(Collected data)
^^^^^^^^^^^^^^^^

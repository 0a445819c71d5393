//! Core data models for costbook
//!
//! This module contains all the data structures that represent the cost
//! tracking domain: projects, the cost hierarchy, financial events, and
//! backstop threshold rules.

pub mod backstop;
pub mod cost_code;
pub mod event;
pub mod hierarchy;
pub mod ids;
pub mod item_line;
pub mod money;
pub mod project;
pub mod status;

pub use backstop::{Backstop, BackstopScope, Severity, Threshold, ThresholdDirection};
pub use cost_code::CostCode;
pub use event::{DocumentRecord, EventKind, FinancialEvent};
pub use hierarchy::{Hierarchy, IntegrityIssue};
pub use ids::{BackstopId, DocumentId, EventId, ProjectId};
pub use item_line::{ItemLineNode, MAX_LEVEL};
pub use money::{format_bps, Money};
pub use project::Project;
pub use status::{schedule_status, ItemStatus, ScheduleStatus};
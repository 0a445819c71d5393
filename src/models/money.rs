//! Money type for ledger amounts
//!
//! Amounts are integer cents (i64) end to end; nothing in the ledger touches
//! floating point. Ratios derived from money come back as integer basis
//! points for the same reason.

use serde::{Deserialize, Serialize};
use std::fmt;
use std::ops::{Add, Sub};

/// A monetary amount in cents, single currency per data set
///
/// Every ledger field (estimates, actuals, invoiced, paid, billed, payments)
/// is one of these. Serializes as the bare cent count.
#[derive(
    Debug, Clone, Copy, Default, PartialEq, Eq, PartialOrd, Ord, Hash, Serialize, Deserialize,
)]
#[serde(transparent)]
pub struct Money(i64);

impl Money {
    pub const fn from_cents(cents: i64) -> Self {
        Money(cents)
    }

    pub const fn zero() -> Self {
        Money(0)
    }

    pub const fn cents(&self) -> i64 {
        self.0
    }

    pub const fn is_zero(&self) -> bool {
        self.0 == 0
    }

    pub const fn is_positive(&self) -> bool {
        self.0 > 0
    }

    pub const fn is_negative(&self) -> bool {
        self.0 < 0
    }

    /// Ratio of `self` to `denominator` in basis points (1/100 of a percent)
    ///
    /// Returns `None` when the denominator is zero so callers decide what an
    /// undefined ratio means (threshold evaluation treats it as not reached).
    ///
    /// # Examples
    /// ```
    /// use costbook::models::Money;
    /// let actual = Money::from_cents(650_000);
    /// let estimate = Money::from_cents(600_000);
    /// assert_eq!(actual.ratio_bps(estimate), Some(10_833)); // 108.33%
    /// ```
    pub fn ratio_bps(&self, denominator: Money) -> Option<i64> {
        if denominator.0 == 0 {
            None
        } else {
            Some(self.0.saturating_mul(10_000) / denominator.0)
        }
    }

    /// Parse an amount like "6200.00", "$6200.00", "-40.50", or "6200"
    ///
    /// A bare integer is whole currency units. Fractions are cut to two
    /// digits; a one-digit fraction means tenths.
    pub fn parse(s: &str) -> Result<Self, MoneyParseError> {
        let bad = || MoneyParseError(s.to_string());
        let trimmed = s.trim();

        let (sign, rest) = match trimmed.strip_prefix('-') {
            Some(r) => (-1, r),
            None => (1, trimmed),
        };
        let rest = rest.strip_prefix('$').unwrap_or(rest);
        // The sign was already taken; a second one would make the
        // units-times-100 arithmetic silently wrong
        if rest.starts_with('-') {
            return Err(bad());
        }

        let cents = match rest.split_once('.') {
            Some((whole, frac)) => {
                let units: i64 = whole.parse().map_err(|_| bad())?;
                let frac_cents = match frac.len() {
                    0 => 0,
                    1 => frac.parse::<i64>().map_err(|_| bad())? * 10,
                    // get() rather than slicing keeps odd multibyte input
                    // on the error path instead of panicking
                    _ => frac.get(..2).ok_or_else(bad)?.parse().map_err(|_| bad())?,
                };
                units * 100 + frac_cents
            }
            None => rest.parse::<i64>().map_err(|_| bad())? * 100,
        };

        Ok(Money(sign * cents))
    }
}

/// Format basis points as a percentage: 10833 -> "108.33%"
pub fn format_bps(bps: i64) -> String {
    let sign = if bps < 0 { "-" } else { "" };
    let abs = bps.abs();
    format!("{}{}.{:02}%", sign, abs / 100, abs % 100)
}

impl fmt::Display for Money {
    fn fmt(&self, f: &mut fmt::Formatter<'_>) -> fmt::Result {
        let sign = if self.0 < 0 { "-" } else { "" };
        let cents = self.0.abs();
        write!(f, "{}${}.{:02}", sign, cents / 100, cents % 100)
    }
}

impl Add for Money {
    type Output = Money;

    fn add(self, rhs: Money) -> Money {
        Money(self.0 + rhs.0)
    }
}

impl Sub for Money {
    type Output = Money;

    fn sub(self, rhs: Money) -> Money {
        Money(self.0 - rhs.0)
    }
}

impl std::iter::Sum for Money {
    fn sum<I: Iterator<Item = Money>>(iter: I) -> Money {
        Money(iter.map(|m| m.0).sum())
    }
}

/// Input that could not be read as a money amount
#[derive(Debug, Clone, PartialEq, Eq)]
pub struct MoneyParseError(String);

impl fmt::Display for MoneyParseError {
    fn fmt(&self, f: &mut fmt::Formatter<'_>) -> fmt::Result {
        write!(f, "not a money amount: '{}'", self.0)
    }
}

impl std::error::Error for MoneyParseError {}
//! Project display formatting
//!
//! Formats project registry entries for terminal output.

use crate::models::Project;

/// Format a list of projects as a table
pub fn format_project_list(projects: &[Project]) -> String {
    if projects.is_empty() {
        return "No projects found.\n\nCreate one with 'costbook project add <name>'.".to_string();
    }

    let name_width = projects
        .iter()
        .map(|p| p.name.len())
        .max()
        .unwrap_or(4)
        .max(4);

    let mut output = String::new();
    output.push_str(&format!(
        "{:<name_width$}  {:<12}  {:>13}  {}\n",
        "Name", "Baselined", "Change Orders", "ID"
    ));
    output.push_str(&format!(
        "{:-<name_width$}  {:-<12}  {:->13}  {:-<12}\n",
        "", "", "", ""
    ));

    for project in projects {
        let baselined = project
            .baselined_at
            .map(|t| t.format("%Y-%m-%d").to_string())
            .unwrap_or_else(|| "-".to_string());
        let archived = if project.archived { " (archived)" } else { "" };

        output.push_str(&format!(
            "{:<name_width$}  {:<12}  {:>13}  {}{}\n",
            project.name, baselined, project.change_orders, project.id, archived
        ));
    }

    output
}

/// Format project details
pub fn format_project_details(project: &Project) -> String {
    let mut output = String::new();

    output.push_str(&format!("Project: {}\n", project.name));
    output.push_str(&format!("  ID:            {}\n", project.id));

    if !project.client.is_empty() {
        output.push_str(&format!("  Client:        {}\n", project.client));
    }

    match project.baselined_at {
        Some(t) => {
            output.push_str(&format!(
                "  Baselined:     {}\n",
                t.format("%Y-%m-%d %H:%M UTC")
            ));
            output.push_str(&format!("  Change Orders: {}\n", project.change_orders));
        }
        None => output.push_str("  Baselined:     not yet (still estimating)\n"),
    }

    if project.archived {
        output.push_str("  Archived:      Yes\n");
    }

    if !project.notes.is_empty() {
        output.push_str(&format!("  Notes:         {}\n", project.notes));
    }

    output.push('\n');
    output.push_str(&format!(
        "  Created:  {}\n",
        project.created_at.format("%Y-%m-%d %H:%M UTC")
    ));
    output.push_str(&format!(
        "  Modified: {}\n",
        project.updated_at.format("%Y-%m-%d %H:%M UTC")
    ));

    output
}
//! Item line status types
//!
//! Two distinct notions of status live here. `ItemStatus` is the lifecycle
//! the user drives (not-started, in-progress, completed, on-hold).
//! `ScheduleStatus` is derived from dates plus the completion flag and is
//! never stored, only computed.

use chrono::NaiveDate;
use serde::{Deserialize, Serialize};
use std::fmt;

/// User-driven lifecycle status of an item line
#[derive(Debug, Clone, Copy, PartialEq, Eq, Serialize, Deserialize, Default)]
#[serde(rename_all = "kebab-case")]
pub enum ItemStatus {
    /// Work has not begun
    #[default]
    NotStarted,
    /// Work is underway
    InProgress,
    /// Work is done; the completion flag mirrors this
    Completed,
    /// Work is paused
    OnHold,
}

impl ItemStatus {
    /// Check if this status means the item is complete
    pub fn is_complete(&self) -> bool {
        matches!(self, Self::Completed)
    }
}

impl fmt::Display for ItemStatus {
    fn fmt(&self, f: &mut fmt::Formatter<'_>) -> fmt::Result {
        match self {
            Self::NotStarted => write!(f, "Not started"),
            Self::InProgress => write!(f, "In progress"),
            Self::Completed => write!(f, "Completed"),
            Self::OnHold => write!(f, "On hold"),
        }
    }
}

/// Schedule status derived from the item's dates and completion flag
#[derive(Debug, Clone, Copy, PartialEq, Eq, Serialize, Deserialize)]
#[serde(rename_all = "kebab-case")]
pub enum ScheduleStatus {
    /// Start date is still in the future
    Planned,
    /// Between start and due, not complete
    InProgress,
    /// Complete
    Finished,
    /// Past due and not complete
    AlreadyDue,
}

impl fmt::Display for ScheduleStatus {
    fn fmt(&self, f: &mut fmt::Formatter<'_>) -> fmt::Result {
        match self {
            Self::Planned => write!(f, "Planned"),
            Self::InProgress => write!(f, "In progress"),
            Self::Finished => write!(f, "Finished"),
            Self::AlreadyDue => write!(f, "Already due"),
        }
    }
}

/// Derive the schedule status for a pair of dates and a completion flag
///
/// Day granularity. The start day counts as started; the due day counts as
/// not yet overdue. Precedence: a future start wins over everything, being
/// past due beats completion checks for incomplete items, completion beats
/// the in-progress default.
pub fn schedule_status(
    start: NaiveDate,
    due: NaiveDate,
    completed: bool,
    today: NaiveDate,
) -> ScheduleStatus {
    if today < start {
        ScheduleStatus::Planned
    } else if today > due && !completed {
        ScheduleStatus::AlreadyDue
    } else if completed {
        ScheduleStatus::Finished
    } else {
        ScheduleStatus::InProgress
    }
}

^^^^^^^^^^^^^^^^

- _What the task asks_: Start at the first line of the entries and stop at the line that contains "for ledger amounts". Repeat every line in that span exactly, and nothing beyond it.

- _Completed exercise_:
repository 0a445819c71d5393
//! Core data models for costbook
//!
//! This module contains all the data structures that represent the cost
//! tracking domain: projects, the cost hierarchy, financial events, and
//! backstop threshold rules.

pub mod backstop;
pub mod cost_code;
pub mod event;
pub mod hierarchy;
pub mod ids;
pub mod item_line;
pub mod money;
pub mod project;
pub mod status;

pub use backstop::{Backstop, BackstopScope, Severity, Threshold, ThresholdDirection};
pub use cost_code::CostCode;
pub use event::{DocumentRecord, EventKind, FinancialEvent};
pub use hierarchy::{Hierarchy, IntegrityIssue};
pub use ids::{BackstopId, DocumentId, EventId, ProjectId};
pub use item_line::{ItemLineNode, MAX_LEVEL};
pub use money::{format_bps, Money};
pub use project::Project;
pub use status::{schedule_status, ItemStatus, ScheduleStatus};
repository 0a445819c71d5393
filename src/models/money.rs
//! Money type for ledger amounts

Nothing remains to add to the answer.